**Stored items from a collection**
"""

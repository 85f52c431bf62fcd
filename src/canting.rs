//! The "virtual canting" minigame.
//!
//! A canting is the pen used to draw wax lines in batik. Here the player
//! picks a motif, then drags across a white sheet to reveal the motif
//! underneath in round strokes. Finishing paints the motif onto the special
//! object in the scene.
//!
//! The modal has two screens:
//!
//! - [`CantingScreen::MotifSelection`] lists the configured [`Motif`]s
//! - [`CantingScreen::Canvas`] shows a [`CantingCanvas`] being revealed
//!
//! Pointer lock is handled by the session: opening the modal releases the
//! cursor, closing it captures the cursor again.

use std::path::{Path, PathBuf};

use hecs::Entity;
use image::{Rgba, RgbaImage, imageops};
use serde::Deserialize;

use crate::texture::{TextureError, TextureId, TextureLoader, load_rgba};

const WHITE: Rgba<u8> = Rgba([255, 255, 255, 255]);

/// A selectable motif image.
#[derive(Clone, Debug, Deserialize, PartialEq)]
pub struct Motif {
    /// Display name.
    pub name: String,
    /// Image file drawn under the white sheet and applied on finish.
    pub path: PathBuf,
}

/// Tuning for the minigame.
#[derive(Clone, Debug, Deserialize)]
#[serde(default)]
pub struct CantingConfig {
    /// Canvas edge length in pixels.
    pub canvas_size: u32,
    /// Radius of one reveal stroke in canvas pixels.
    pub brush_radius: f32,
    /// Motifs offered on the selection screen.
    pub motifs: Vec<Motif>,
}

impl Default for CantingConfig {
    fn default() -> Self {
        Self {
            canvas_size: 600,
            brush_radius: 60.0,
            motifs: vec![Motif {
                name: "Megamendung".to_string(),
                path: PathBuf::from("assets/megamendung.jpg"),
            }],
        }
    }
}

/// Why finishing the minigame failed.
#[derive(Debug, thiserror::Error)]
pub enum CantingError {
    #[error("no object to paint")]
    NoTarget,
    #[error("no motif selected")]
    NoMotif,
    #[error(transparent)]
    Texture(#[from] TextureError),
}

/// One reveal circle in canvas pixels.
#[derive(Clone, Copy, Debug, PartialEq)]
pub struct Stroke {
    pub x: f32,
    pub y: f32,
    pub radius: f32,
}

impl Stroke {
    fn covers(&self, px: u32, py: u32) -> bool {
        let dx = px as f32 + 0.5 - self.x;
        let dy = py as f32 + 0.5 - self.y;
        dx * dx + dy * dy <= self.radius * self.radius
    }
}

/// A square sheet that reveals a motif where the player has drawn.
pub struct CantingCanvas {
    size: u32,
    brush_radius: f32,
    motif_path: PathBuf,
    motif: Option<RgbaImage>,
    composite: RgbaImage,
    strokes: Vec<Stroke>,
    drawing: bool,
    dirty: bool,
}

impl CantingCanvas {
    /// Create a white canvas over `motif`, stretched to the canvas size.
    ///
    /// Without a motif image the canvas stays white whatever is drawn.
    pub fn new(size: u32, brush_radius: f32, motif_path: impl Into<PathBuf>, motif: Option<RgbaImage>) -> Self {
        let size = size.max(1);
        let motif = motif.map(|img| {
            if img.dimensions() == (size, size) {
                img
            } else {
                imageops::resize(&img, size, size, imageops::FilterType::Triangle)
            }
        });

        Self {
            size,
            brush_radius,
            motif_path: motif_path.into(),
            motif,
            composite: RgbaImage::from_pixel(size, size, WHITE),
            strokes: Vec::new(),
            drawing: false,
            dirty: true,
        }
    }

    /// Load the motif from disk. A failed load gives a plain white canvas.
    pub fn open(size: u32, brush_radius: f32, motif_path: &Path) -> Self {
        let motif = match load_rgba(motif_path) {
            Ok(img) => {
                log::info!("Loaded motif {}", motif_path.display());
                Some(img)
            }
            Err(err) => {
                log::error!("{}; showing a blank canvas", err);
                None
            }
        };
        Self::new(size, brush_radius, motif_path, motif)
    }

    pub fn size(&self) -> u32 {
        self.size
    }

    pub fn motif_path(&self) -> &Path {
        &self.motif_path
    }

    /// True if the motif image loaded.
    pub fn has_motif(&self) -> bool {
        self.motif.is_some()
    }

    pub fn strokes(&self) -> &[Stroke] {
        &self.strokes
    }

    pub fn is_drawing(&self) -> bool {
        self.drawing
    }

    /// Press on the canvas: start drawing and reveal under the pointer.
    pub fn begin_stroke(&mut self, x: f32, y: f32) {
        self.drawing = true;
        self.drag(x, y);
    }

    /// Pointer moved. Reveals only while drawing.
    pub fn drag(&mut self, x: f32, y: f32) {
        if !self.drawing {
            return;
        }
        let stroke = Stroke {
            x,
            y,
            radius: self.brush_radius,
        };
        self.strokes.push(stroke);
        self.reveal(stroke);

        if self.strokes.len() % 10 == 1 {
            log::trace!("Canting stroke at ({:.0}, {:.0})", x, y);
        }
    }

    /// Release or pointer left the canvas.
    pub fn end_stroke(&mut self) {
        if self.drawing {
            log::debug!("Canting stroke ended, {} reveals so far", self.strokes.len());
        }
        self.drawing = false;
    }

    /// True if the pixel shows the motif rather than the white sheet.
    pub fn is_revealed(&self, px: u32, py: u32) -> bool {
        self.motif.is_some() && self.strokes.iter().any(|s| s.covers(px, py))
    }

    /// The current picture: motif inside strokes, white elsewhere.
    pub fn composite(&self) -> &RgbaImage {
        &self.composite
    }

    /// Take the "needs re-upload" flag.
    pub fn take_dirty(&mut self) -> bool {
        std::mem::take(&mut self.dirty)
    }

    /// Copy motif pixels under one stroke into the composite.
    fn reveal(&mut self, stroke: Stroke) {
        let Some(motif) = &self.motif else {
            return;
        };

        let max = self.size as f32;
        let x0 = (stroke.x - stroke.radius).floor().clamp(0.0, max) as u32;
        let x1 = (stroke.x + stroke.radius).ceil().clamp(0.0, max) as u32;
        let y0 = (stroke.y - stroke.radius).floor().clamp(0.0, max) as u32;
        let y1 = (stroke.y + stroke.radius).ceil().clamp(0.0, max) as u32;

        for py in y0..y1 {
            for px in x0..x1 {
                if stroke.covers(px, py) {
                    self.composite.put_pixel(px, py, *motif.get_pixel(px, py));
                }
            }
        }
        self.dirty = true;
    }
}

/// Which screen of the modal is showing.
#[derive(Clone, Copy, Debug, PartialEq, Eq)]
pub enum CantingScreen {
    MotifSelection,
    Canvas,
}

/// Modal state of the minigame.
pub struct CantingModal {
    config: CantingConfig,
    open: bool,
    canvas: Option<CantingCanvas>,
}

impl CantingModal {
    pub fn new(config: CantingConfig) -> Self {
        Self {
            config,
            open: false,
            canvas: None,
        }
    }

    pub fn is_open(&self) -> bool {
        self.open
    }

    pub fn screen(&self) -> CantingScreen {
        if self.canvas.is_some() {
            CantingScreen::Canvas
        } else {
            CantingScreen::MotifSelection
        }
    }

    pub fn motifs(&self) -> &[Motif] {
        &self.config.motifs
    }

    /// Side length of new canvases in pixels.
    pub fn canvas_size(&self) -> u32 {
        self.config.canvas_size
    }

    pub fn canvas(&self) -> Option<&CantingCanvas> {
        self.canvas.as_ref()
    }

    pub fn canvas_mut(&mut self) -> Option<&mut CantingCanvas> {
        self.canvas.as_mut()
    }

    /// Show the modal. Returns false if it was already open.
    pub fn open(&mut self) -> bool {
        if self.open {
            return false;
        }
        self.open = true;
        log::info!("Canting opened");
        true
    }

    /// Hide the modal, keeping the current screen. Returns false if it was
    /// already closed.
    pub fn close(&mut self) -> bool {
        if !self.open {
            return false;
        }
        self.open = false;
        if let Some(canvas) = &mut self.canvas {
            canvas.end_stroke();
        }
        log::info!("Canting closed");
        true
    }

    /// Pick a configured motif by index and switch to the canvas.
    pub fn select_motif(&mut self, index: usize) -> bool {
        let Some(motif) = self.config.motifs.get(index) else {
            log::warn!("No motif at index {}", index);
            return false;
        };
        log::info!("Selected motif '{}'", motif.name);
        let canvas = CantingCanvas::open(self.config.canvas_size, self.config.brush_radius, &motif.path);
        self.canvas = Some(canvas);
        true
    }

    /// Switch to the canvas with an already decoded motif.
    pub fn start_canvas(&mut self, motif_path: impl Into<PathBuf>, motif: Option<RgbaImage>) {
        self.canvas = Some(CantingCanvas::new(
            self.config.canvas_size,
            self.config.brush_radius,
            motif_path,
            motif,
        ));
    }

    /// Return to the motif list, discarding the canvas.
    pub fn back(&mut self) {
        self.canvas = None;
    }

    /// Load the selected motif as a texture for `target`.
    ///
    /// On success the canvas is discarded so the next visit starts on the
    /// motif list. On failure nothing changes.
    pub fn finish(
        &mut self,
        target: Option<Entity>,
        loader: &mut dyn TextureLoader,
    ) -> Result<(Entity, TextureId), CantingError> {
        let target = target.ok_or(CantingError::NoTarget)?;
        let path = self
            .canvas
            .as_ref()
            .map(|c| c.motif_path().to_path_buf())
            .ok_or(CantingError::NoMotif)?;

        let texture = loader.load(&path)?;
        self.canvas = None;
        Ok((target, texture))
    }
}

#[cfg(test)]
mod tests {
    use super::*;

    fn red(size: u32) -> RgbaImage {
        RgbaImage::from_pixel(size, size, Rgba([200, 10, 10, 255]))
    }

    struct FakeLoader {
        fail: bool,
        loaded: Vec<PathBuf>,
    }

    impl TextureLoader for FakeLoader {
        fn load(&mut self, path: &Path) -> Result<TextureId, TextureError> {
            if self.fail {
                return Err(TextureError::TooLarge {
                    path: path.display().to_string(),
                    width: 1,
                    height: 1,
                    max: 0,
                });
            }
            self.loaded.push(path.to_path_buf());
            Ok(TextureId(self.loaded.len() - 1))
        }
    }

    #[test]
    fn canvas_starts_white() {
        let canvas = CantingCanvas::new(64, 8.0, "m.jpg", Some(red(64)));

        assert!(canvas.composite().pixels().all(|p| *p == WHITE));
        assert!(!canvas.is_revealed(32, 32));
    }

    #[test]
    fn dragging_reveals_circles_only_while_drawing() {
        let mut canvas = CantingCanvas::new(64, 8.0, "m.jpg", Some(red(64)));

        canvas.drag(10.0, 10.0);
        assert!(canvas.strokes().is_empty());

        canvas.begin_stroke(32.0, 32.0);
        canvas.drag(40.0, 32.0);
        canvas.end_stroke();
        canvas.drag(5.0, 5.0);

        assert_eq!(canvas.strokes().len(), 2);
        assert_eq!(*canvas.composite().get_pixel(32, 32), Rgba([200, 10, 10, 255]));
        assert_eq!(*canvas.composite().get_pixel(46, 32), Rgba([200, 10, 10, 255]));
        assert_eq!(*canvas.composite().get_pixel(60, 32), WHITE);
        assert_eq!(*canvas.composite().get_pixel(5, 5), WHITE);
        assert!(canvas.is_revealed(32, 38));
        assert!(!canvas.is_revealed(32, 45));
    }

    #[test]
    fn strokes_near_the_edge_are_clipped() {
        let mut canvas = CantingCanvas::new(16, 8.0, "m.jpg", Some(red(16)));
        canvas.begin_stroke(0.0, 15.0);
        canvas.begin_stroke(-100.0, 300.0);

        assert_eq!(*canvas.composite().get_pixel(0, 15), Rgba([200, 10, 10, 255]));
    }

    #[test]
    fn missing_motif_stays_white() {
        let mut canvas = CantingCanvas::open(32, 8.0, Path::new("no/such/motif.jpg"));
        canvas.begin_stroke(16.0, 16.0);

        assert!(!canvas.has_motif());
        assert!(canvas.composite().pixels().all(|p| *p == WHITE));
        assert!(!canvas.is_revealed(16, 16));
    }

    #[test]
    fn motif_is_stretched_to_canvas() {
        let canvas = CantingCanvas::new(32, 8.0, "m.jpg", Some(red(8)));
        assert!(canvas.has_motif());
        assert_eq!(canvas.composite().dimensions(), (32, 32));
    }

    #[test]
    fn finish_needs_target_and_motif() {
        let mut modal = CantingModal::new(CantingConfig::default());
        let mut loader = FakeLoader {
            fail: false,
            loaded: Vec::new(),
        };
        let mut world = hecs::World::new();
        let special = world.spawn((0u8,));

        assert!(matches!(modal.finish(None, &mut loader), Err(CantingError::NoTarget)));
        assert!(matches!(modal.finish(Some(special), &mut loader), Err(CantingError::NoMotif)));

        modal.start_canvas("assets/megamendung.jpg", Some(red(4)));
        assert_eq!(modal.screen(), CantingScreen::Canvas);

        let (entity, texture) = modal.finish(Some(special), &mut loader).unwrap();
        assert_eq!(entity, special);
        assert_eq!(texture, TextureId(0));
        assert_eq!(loader.loaded, vec![PathBuf::from("assets/megamendung.jpg")]);
        assert_eq!(modal.screen(), CantingScreen::MotifSelection);
    }

    #[test]
    fn failed_texture_load_keeps_canvas() {
        let mut modal = CantingModal::new(CantingConfig::default());
        let mut loader = FakeLoader {
            fail: true,
            loaded: Vec::new(),
        };
        let mut world = hecs::World::new();
        let special = world.spawn((0u8,));

        modal.start_canvas("assets/megamendung.jpg", None);
        assert!(matches!(
            modal.finish(Some(special), &mut loader),
            Err(CantingError::Texture(_))
        ));
        assert_eq!(modal.screen(), CantingScreen::Canvas);
    }

    #[test]
    fn open_close_and_back() {
        let mut modal = CantingModal::new(CantingConfig::default());

        assert!(modal.open());
        assert!(!modal.open());
        modal.start_canvas("m.jpg", None);
        modal.back();
        assert_eq!(modal.screen(), CantingScreen::MotifSelection);
        assert!(modal.close());
        assert!(!modal.close());
        assert!(!modal.select_motif(99));
    }
}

"""

**Task requirements**
Beginning at the top of the entries above, output each line exactly, and end with the line in which "length in pixels." appears.

**Output of the task**
repository 85f52c431bf62fcd
filename src/canting.rs
//! The "virtual canting" minigame.
//!
//! A canting is the pen used to draw wax lines in batik. Here the player
//! picks a motif, then drags across a white sheet to reveal the motif
//! underneath in round strokes. Finishing paints the motif onto the special
//! object in the scene.
//!
//! The modal has two screens:
//!
//! - [`CantingScreen::MotifSelection`] lists the configured [`Motif`]s
//! - [`CantingScreen::Canvas`] shows a [`CantingCanvas`] being revealed
//!
//! Pointer lock is handled by the session: opening the modal releases the
//! cursor, closing it captures the cursor again.

use std::path::{Path, PathBuf};

use hecs::Entity;
use image::{Rgba, RgbaImage, imageops};
use serde::Deserialize;

use crate::texture::{TextureError, TextureId, TextureLoader, load_rgba};

const WHITE: Rgba<u8> = Rgba([255, 255, 255, 255]);

/// A selectable motif image.
#[derive(Clone, Debug, Deserialize, PartialEq)]
pub struct Motif {
    /// Display name.
    pub name: String,
    /// Image file drawn under the white sheet and applied on finish.
    pub path: PathBuf,
}

/// Tuning for the minigame.
#[derive(Clone, Debug, Deserialize)]
#[serde(default)]
pub struct CantingConfig {
    /// Canvas edge length in pixels.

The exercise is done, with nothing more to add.